[Description of the task]:
Which of the lines in the data mention the string "Some"? List them all.

*** Data provided ***

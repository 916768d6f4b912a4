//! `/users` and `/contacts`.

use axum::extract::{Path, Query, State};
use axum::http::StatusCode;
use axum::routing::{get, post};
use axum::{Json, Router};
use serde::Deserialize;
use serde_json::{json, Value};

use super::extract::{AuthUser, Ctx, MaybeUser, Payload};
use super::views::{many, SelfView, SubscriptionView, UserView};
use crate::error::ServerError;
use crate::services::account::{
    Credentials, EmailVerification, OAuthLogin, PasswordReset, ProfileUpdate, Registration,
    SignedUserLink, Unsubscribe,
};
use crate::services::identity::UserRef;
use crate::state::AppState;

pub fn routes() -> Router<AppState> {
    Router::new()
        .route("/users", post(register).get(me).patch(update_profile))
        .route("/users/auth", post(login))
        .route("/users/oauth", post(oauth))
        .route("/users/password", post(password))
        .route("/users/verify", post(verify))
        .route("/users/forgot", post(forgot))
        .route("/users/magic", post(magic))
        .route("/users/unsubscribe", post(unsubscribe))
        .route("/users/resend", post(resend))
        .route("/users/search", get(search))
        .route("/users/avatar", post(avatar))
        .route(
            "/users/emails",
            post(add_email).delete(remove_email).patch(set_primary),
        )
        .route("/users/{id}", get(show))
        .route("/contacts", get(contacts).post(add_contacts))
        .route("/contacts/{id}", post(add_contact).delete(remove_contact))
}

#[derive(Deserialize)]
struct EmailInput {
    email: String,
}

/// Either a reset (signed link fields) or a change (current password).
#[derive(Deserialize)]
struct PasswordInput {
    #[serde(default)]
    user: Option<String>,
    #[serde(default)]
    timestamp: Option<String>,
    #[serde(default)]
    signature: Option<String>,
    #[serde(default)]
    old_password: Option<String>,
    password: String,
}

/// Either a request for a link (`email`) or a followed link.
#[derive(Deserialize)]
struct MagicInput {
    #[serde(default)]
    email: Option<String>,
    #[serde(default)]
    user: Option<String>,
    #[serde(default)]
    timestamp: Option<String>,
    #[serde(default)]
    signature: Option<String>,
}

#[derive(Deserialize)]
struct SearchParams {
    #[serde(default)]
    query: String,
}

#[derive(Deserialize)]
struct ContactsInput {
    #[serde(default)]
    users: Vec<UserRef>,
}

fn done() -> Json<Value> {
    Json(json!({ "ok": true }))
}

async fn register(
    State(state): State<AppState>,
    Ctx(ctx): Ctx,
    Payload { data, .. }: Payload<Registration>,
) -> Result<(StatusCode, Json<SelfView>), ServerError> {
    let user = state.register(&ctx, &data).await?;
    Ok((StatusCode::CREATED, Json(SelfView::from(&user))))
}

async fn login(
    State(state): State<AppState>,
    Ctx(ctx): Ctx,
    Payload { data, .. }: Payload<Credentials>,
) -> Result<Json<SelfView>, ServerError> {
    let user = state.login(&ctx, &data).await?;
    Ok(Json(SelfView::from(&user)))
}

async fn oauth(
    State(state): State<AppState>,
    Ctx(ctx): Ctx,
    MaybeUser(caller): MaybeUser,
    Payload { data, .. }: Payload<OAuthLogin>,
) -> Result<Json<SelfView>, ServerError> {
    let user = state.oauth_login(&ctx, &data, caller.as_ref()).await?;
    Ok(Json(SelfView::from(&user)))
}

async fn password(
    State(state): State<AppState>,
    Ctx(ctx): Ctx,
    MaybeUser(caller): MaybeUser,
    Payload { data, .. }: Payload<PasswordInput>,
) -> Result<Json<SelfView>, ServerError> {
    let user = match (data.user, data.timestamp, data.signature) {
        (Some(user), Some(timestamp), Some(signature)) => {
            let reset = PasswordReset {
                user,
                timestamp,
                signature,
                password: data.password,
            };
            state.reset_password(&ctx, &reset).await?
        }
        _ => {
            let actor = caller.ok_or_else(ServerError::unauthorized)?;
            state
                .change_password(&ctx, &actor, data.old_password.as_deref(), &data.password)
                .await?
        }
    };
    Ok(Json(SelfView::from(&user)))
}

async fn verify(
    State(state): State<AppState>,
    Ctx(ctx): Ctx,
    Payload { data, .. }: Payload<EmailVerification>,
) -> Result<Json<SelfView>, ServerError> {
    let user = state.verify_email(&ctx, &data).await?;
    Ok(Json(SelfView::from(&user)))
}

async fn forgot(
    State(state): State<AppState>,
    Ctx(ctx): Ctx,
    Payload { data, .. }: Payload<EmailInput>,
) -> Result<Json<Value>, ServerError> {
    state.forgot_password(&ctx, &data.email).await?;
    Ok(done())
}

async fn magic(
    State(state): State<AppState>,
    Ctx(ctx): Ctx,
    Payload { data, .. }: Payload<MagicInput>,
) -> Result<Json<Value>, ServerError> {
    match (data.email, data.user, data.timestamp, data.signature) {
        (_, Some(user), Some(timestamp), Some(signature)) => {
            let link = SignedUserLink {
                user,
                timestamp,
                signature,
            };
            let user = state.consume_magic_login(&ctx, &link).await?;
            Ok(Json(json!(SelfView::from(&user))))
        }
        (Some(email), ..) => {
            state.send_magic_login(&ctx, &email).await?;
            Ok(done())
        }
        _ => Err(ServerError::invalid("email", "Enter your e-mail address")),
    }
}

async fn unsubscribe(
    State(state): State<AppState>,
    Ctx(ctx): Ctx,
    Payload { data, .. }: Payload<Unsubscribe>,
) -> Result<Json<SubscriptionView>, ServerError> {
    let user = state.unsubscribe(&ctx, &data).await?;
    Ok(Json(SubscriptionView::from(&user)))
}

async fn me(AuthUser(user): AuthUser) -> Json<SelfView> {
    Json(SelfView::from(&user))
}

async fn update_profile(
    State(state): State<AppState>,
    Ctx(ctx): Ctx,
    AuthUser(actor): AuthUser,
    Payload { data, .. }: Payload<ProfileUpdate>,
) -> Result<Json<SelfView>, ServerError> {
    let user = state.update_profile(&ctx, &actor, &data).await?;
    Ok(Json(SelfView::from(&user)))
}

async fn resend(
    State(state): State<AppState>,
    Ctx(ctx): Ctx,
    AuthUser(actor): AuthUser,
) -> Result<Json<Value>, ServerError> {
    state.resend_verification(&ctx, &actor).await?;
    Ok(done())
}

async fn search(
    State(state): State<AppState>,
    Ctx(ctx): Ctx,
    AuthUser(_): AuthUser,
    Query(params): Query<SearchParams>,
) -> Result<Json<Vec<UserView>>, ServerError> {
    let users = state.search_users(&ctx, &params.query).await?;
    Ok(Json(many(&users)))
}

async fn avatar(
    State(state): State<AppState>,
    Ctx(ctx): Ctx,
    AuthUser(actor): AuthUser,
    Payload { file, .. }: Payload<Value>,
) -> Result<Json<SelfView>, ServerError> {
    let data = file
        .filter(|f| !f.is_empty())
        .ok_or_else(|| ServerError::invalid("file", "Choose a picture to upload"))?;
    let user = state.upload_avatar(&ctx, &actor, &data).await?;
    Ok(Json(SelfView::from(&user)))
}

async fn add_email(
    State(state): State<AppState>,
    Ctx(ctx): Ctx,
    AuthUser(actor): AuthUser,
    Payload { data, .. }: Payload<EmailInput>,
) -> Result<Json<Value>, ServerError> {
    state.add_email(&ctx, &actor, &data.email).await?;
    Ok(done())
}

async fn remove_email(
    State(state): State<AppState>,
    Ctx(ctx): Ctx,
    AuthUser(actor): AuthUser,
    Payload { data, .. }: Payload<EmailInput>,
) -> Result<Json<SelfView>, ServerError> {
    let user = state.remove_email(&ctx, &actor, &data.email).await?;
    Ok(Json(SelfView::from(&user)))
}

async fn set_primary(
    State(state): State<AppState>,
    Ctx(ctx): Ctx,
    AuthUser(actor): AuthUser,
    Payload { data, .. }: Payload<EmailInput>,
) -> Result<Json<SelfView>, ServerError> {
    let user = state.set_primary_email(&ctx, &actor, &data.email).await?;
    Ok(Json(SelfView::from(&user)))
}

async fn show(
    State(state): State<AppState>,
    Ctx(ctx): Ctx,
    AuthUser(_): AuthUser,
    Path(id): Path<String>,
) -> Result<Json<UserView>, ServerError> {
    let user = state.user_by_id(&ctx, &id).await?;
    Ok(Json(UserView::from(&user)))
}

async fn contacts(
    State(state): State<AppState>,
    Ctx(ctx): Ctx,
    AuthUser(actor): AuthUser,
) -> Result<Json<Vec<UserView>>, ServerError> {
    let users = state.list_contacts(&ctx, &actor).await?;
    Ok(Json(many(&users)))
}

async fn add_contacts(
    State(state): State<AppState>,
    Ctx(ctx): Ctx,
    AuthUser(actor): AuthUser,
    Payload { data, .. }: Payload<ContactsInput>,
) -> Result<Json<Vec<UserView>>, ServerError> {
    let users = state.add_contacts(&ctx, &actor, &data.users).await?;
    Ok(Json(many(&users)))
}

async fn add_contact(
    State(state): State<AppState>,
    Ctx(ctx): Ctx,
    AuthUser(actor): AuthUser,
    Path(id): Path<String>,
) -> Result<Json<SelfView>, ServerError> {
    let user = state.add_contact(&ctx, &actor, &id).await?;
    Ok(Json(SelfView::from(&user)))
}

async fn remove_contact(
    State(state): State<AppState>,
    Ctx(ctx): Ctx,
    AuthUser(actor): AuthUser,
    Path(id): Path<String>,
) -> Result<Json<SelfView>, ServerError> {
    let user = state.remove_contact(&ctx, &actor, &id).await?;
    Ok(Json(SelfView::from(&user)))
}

*** End of Data provided ***

[Output of the task]:
        (Some(user), Some(timestamp), Some(signature)) => {
        (_, Some(user), Some(timestamp), Some(signature)) => {
        (Some(email), ..) => {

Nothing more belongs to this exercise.